En México, desde que estudiamos
geografía en la primaria, aprendemos que nuestro país está ubicado en
Norteamérica. Con el tiempo se van sumando argumentos: tenemos un Tratado de
Libre Comercio de Norteamérica; en el futbol existe un clásico norteamericano
contra los estadounidenses; nuestros cineastas dan sermones en los Óscares y
sus turistas se broncean en nuestras playas; vivimos el sincretismo del Mc Burrito
y el Taco Bell; nos convencemos de que al menos, en cuestiones pop, formamos parte de la misma región.

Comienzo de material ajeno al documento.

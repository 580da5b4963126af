// SPDX-License-Identifier: MPL-2.0
// This Source Code Form is subject to the terms of the Mozilla Public
// License, v. 2.0. If a copy of the MPL was not distributed with this
// file, You can obtain one at https://mozilla.org/MPL/2.0/.

//! The device state value object.

use crate::types::{Celsius, FanSpeed, Feature, OperationMode, PowerState, SwingMode, Toggle};

use super::{StateChange, StateDelta, StatusSnapshot};

/// All controllable and observable attributes of one unit.
///
/// This is a plain value object: `clone()` produces a fully detached copy,
/// and mutating a clone never affects the original. Adapters clone the
/// current state, mutate the clone, and hand it to
/// [`StateManager::apply_state`](crate::manager::StateManager::apply_state);
/// the shared live instance is only ever mutated through
/// [`TrackedState`](super::TrackedState).
///
/// # Examples
///
/// ```
/// use climsync::state::DeviceState;
/// use climsync::types::{FanSpeed, PowerState};
///
/// let mut desired = DeviceState::default();
/// desired.set_power(PowerState::On);
/// desired.set_fan_speed(FanSpeed::High);
///
/// assert_eq!(desired.power(), PowerState::On);
/// ```
#[derive(Debug, Clone, PartialEq, serde::Serialize, serde::Deserialize)]
pub struct DeviceState {
    power: PowerState,
    mode: OperationMode,
    fan_speed: FanSpeed,
    swing: SwingMode,
    turbo: Toggle,
    sleep: Toggle,
    eco: Toggle,
    display: Toggle,
    beeper: Toggle,
    target_temperature: Celsius,
    current_temperature: Celsius,
    outdoor_temperature: Option<Celsius>,
}

impl Default for DeviceState {
    fn default() -> Self {
        Self {
            power: PowerState::Off,
            mode: OperationMode::Auto,
            fan_speed: FanSpeed::Auto,
            swing: SwingMode::Off,
            turbo: Toggle::Off,
            sleep: Toggle::Off,
            eco: Toggle::Off,
            display: Toggle::Off,
            beeper: Toggle::Off,
            // Mid-range placeholders until the first poll replaces them
            target_temperature: Celsius::MID_RANGE,
            current_temperature: Celsius::MID_RANGE,
            outdoor_temperature: None,
        }
    }
}

impl DeviceState {
    /// Creates a state with default values (everything off, 24.0°C).
    #[must_use]
    pub fn new() -> Self {
        Self::default()
    }

    /// Gets the power state.
    #[must_use]
    pub const fn power(&self) -> PowerState {
        self.power
    }

    /// Sets the power state.
    pub fn set_power(&mut self, state: PowerState) {
        self.power = state;
    }

    /// Gets the operation mode.
    #[must_use]
    pub const fn mode(&self) -> OperationMode {
        self.mode
    }

    /// Sets the operation mode.
    pub fn set_mode(&mut self, mode: OperationMode) {
        self.mode = mode;
    }

    /// Gets the fan speed.
    #[must_use]
    pub const fn fan_speed(&self) -> FanSpeed {
        self.fan_speed
    }

    /// Sets the fan speed.
    pub fn set_fan_speed(&mut self, speed: FanSpeed) {
        self.fan_speed = speed;
    }

    /// Gets the swing mode.
    #[must_use]
    pub const fn swing(&self) -> SwingMode {
        self.swing
    }

    /// Sets the swing mode.
    pub fn set_swing(&mut self, swing: SwingMode) {
        self.swing = swing;
    }

    /// Gets the toggle value for a feature.
    #[must_use]
    pub const fn feature(&self, feature: Feature) -> Toggle {
        match feature {
            Feature::Turbo => self.turbo,
            Feature::Sleep => self.sleep,
            Feature::Eco => self.eco,
            Feature::Display => self.display,
            Feature::Beeper => self.beeper,
        }
    }

    /// Sets the toggle value for a feature.
    pub fn set_feature(&mut self, feature: Feature, state: Toggle) {
        let slot = match feature {
            Feature::Turbo => &mut self.turbo,
            Feature::Sleep => &mut self.sleep,
            Feature::Eco => &mut self.eco,
            Feature::Display => &mut self.display,
            Feature::Beeper => &mut self.beeper,
        };
        *slot = state;
    }

    /// Gets the target temperature.
    #[must_use]
    pub const fn target_temperature(&self) -> Celsius {
        self.target_temperature
    }

    /// Sets the target temperature.
    pub fn set_target_temperature(&mut self, value: Celsius) {
        self.target_temperature = value;
    }

    /// Gets the current temperature reading.
    #[must_use]
    pub const fn current_temperature(&self) -> Celsius {
        self.current_temperature
    }

    /// Sets the current temperature reading.
    pub fn set_current_temperature(&mut self, value: Celsius) {
        self.current_temperature = value;
    }

    /// Gets the outdoor temperature reading, if the unit has the sensor.
    #[must_use]
    pub const fn outdoor_temperature(&self) -> Option<Celsius> {
        self.outdoor_temperature
    }

    /// Sets or clears the outdoor temperature reading.
    pub fn set_outdoor_temperature(&mut self, value: Option<Celsius>) {
        self.outdoor_temperature = value;
    }

    /// Applies a delta and returns the changes that actually took effect.
    ///
    /// Fields already at the requested canonical value are skipped, so the
    /// returned list is empty when the state already matched. All set fields
    /// are applied together; callers treating this as one atomic batch get
    /// no observable intermediate state.
    pub fn apply(&mut self, delta: &StateDelta) -> Vec<StateChange> {
        let mut applied = Vec::new();

        if let Some(v) = delta.power
            && self.power != v
        {
            self.power = v;
            applied.push(StateChange::Power(v));
        }
        if let Some(v) = delta.mode
            && self.mode != v
        {
            self.mode = v;
            applied.push(StateChange::Mode(v));
        }
        if let Some(v) = delta.target_temperature
            && self.target_temperature != v
        {
            self.target_temperature = v;
            applied.push(StateChange::TargetTemperature(v));
        }
        if let Some(v) = delta.fan_speed
            && self.fan_speed != v
        {
            self.fan_speed = v;
            applied.push(StateChange::FanSpeed(v));
        }
        if let Some(v) = delta.swing
            && self.swing != v
        {
            self.swing = v;
            applied.push(StateChange::Swing(v));
        }
        for feature in Feature::ALL {
            if let Some(state) = delta.feature_toggle(feature)
                && self.feature(feature) != state
            {
                self.set_feature(feature, state);
                applied.push(StateChange::Feature { feature, state });
            }
        }
        if let Some(v) = delta.current_temperature
            && self.current_temperature != v
        {
            self.current_temperature = v;
            applied.push(StateChange::CurrentTemperature(v));
        }
        if let Some(v) = delta.outdoor_temperature
            && self.outdoor_temperature != v
        {
            self.outdoor_temperature = v;
            applied.push(StateChange::OutdoorTemperature(v));
        }

        applied
    }

    /// Computes the minimal delta that would turn `self` into `desired`.
    ///
    /// Only the settable attributes are compared; the sensor readings
    /// (current and outdoor temperature) change exclusively through polled
    /// status, never through a caller-supplied desired state.
    #[must_use]
    pub fn diff(&self, desired: &Self) -> StateDelta {
        let mut delta = StateDelta::new();

        if self.power != desired.power {
            delta.power = Some(desired.power);
        }
        if self.mode != desired.mode {
            delta.mode = Some(desired.mode);
        }
        if self.fan_speed != desired.fan_speed {
            delta.fan_speed = Some(desired.fan_speed);
        }
        if self.swing != desired.swing {
            delta.swing = Some(desired.swing);
        }
        for feature in Feature::ALL {
            if self.feature(feature) != desired.feature(feature) {
                delta.set_feature(feature, desired.feature(feature));
            }
        }
        if self.target_temperature != desired.target_temperature {
            delta.target_temperature = Some(desired.target_temperature);
        }

        delta
    }

    /// Produces the externally-shaped status record for this state.
    #[must_use]
    pub fn to_snapshot(&self) -> StatusSnapshot {
        StatusSnapshot::from_state(self)
    }
}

En otras partes del mundo la
apreciación es diferente. En Europa, por ejemplo, la mayor parte de la gente
ubicaría a México en Sudamérica o quizás, en un ambiente académico señalarían
el centro del continente para describir la ubicación geográfica de nuestro
país. Hace muchos años acepté esa discrepancia, pero cuando tengo que referirme
a nuestra región prefiero hablar de América Latina. Si la persona con la que
dialogo insiste en discutir de demarcaciones, le aclaro los puntos del primer
párrafo.
Hace trece años, mientras
estudiaba la secundaria en Barcelona, un profesor intentó explicarme por qué en
su clase de geografía aprenderíamos que México estaba en Sudamérica. Me lanzó
varias preguntas: ¿En México habláis español o inglés? – A lo que yo respondí,
español. – ¿Y sois un país desarrollado o en vías de desarrollo? – Le contesté
que la segunda opción. – Para rematar con un argumento weberiano me preguntó:
¿Sois católicos o protestantes? – Escondiendo mi agnosticismo porque el colegio
era de monjas, le dije que éramos católicos.
Las preguntas del profesor fueron
como una llave mayéutica que no dejó espacio a dudas. Todo el salón, incluido
yo, aceptamos que América estaba partida en una mitad anglosajona y
desarrollada, y otra que hablaba lenguas romances y le echaba ganas a su
economía. Sin embargo en ese argumento se escondían muchos indicios
eurocentristas: ¿El desarrollo económico definía la pertenencia a una región?
¿Norteamérica hablaba inglés y Sudamérica español? Al profesor se le habían
olvidado Québec, Belice, las Guyanas, Brasil y muchas islas suspensivas.
Si existe algo que homologa al
continente no son idiomas sajones o latinos, sino lenguas indígenas. En el caso
específico de Norteamérica resulta interesante que hasta hace relativamente
poco el suroeste de Estados Unidos hablaba español y Alaska ruso. Muchas ciudades
de Louisiana y sus estados vecinos se pronuncian en francés, incluso existe una
cultura cajun francófona (que también come y canta en este idioma). De ahí
podemos saltar hasta Canadá, donde el francés es co-oficial, se habla en una
buena parte del país y se aprende en las escuelas.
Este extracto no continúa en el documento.